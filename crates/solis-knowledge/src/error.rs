use thiserror::Error;

#[derive(Debug, Error)]
pub enum KnowledgeError {
    #[error("database error: {0}")]
    Sqlite(#[from] rusqlite::Error),

    #[error("embedding failed: {0}")]
    Embedding(String),

    #[error("embedding dimension mismatch: expected {expected}, got {got}")]
    Dimension { expected: usize, got: usize },

    #[error("chunk not found: {0}")]
    NotFound(String),

    #[error("serialization error: {0}")]
    Serialization(#[from] serde_json::Error),
}

pub type Result<T> = std::result::Result<T, KnowledgeError>;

WORK TO BE COMPLETED: Lines holding "KnowledgeError" are the ones to copy; find all of them in the listing.

REPLY:
pub enum KnowledgeError {
pub type Result<T> = std::result::Result<T, KnowledgeError>;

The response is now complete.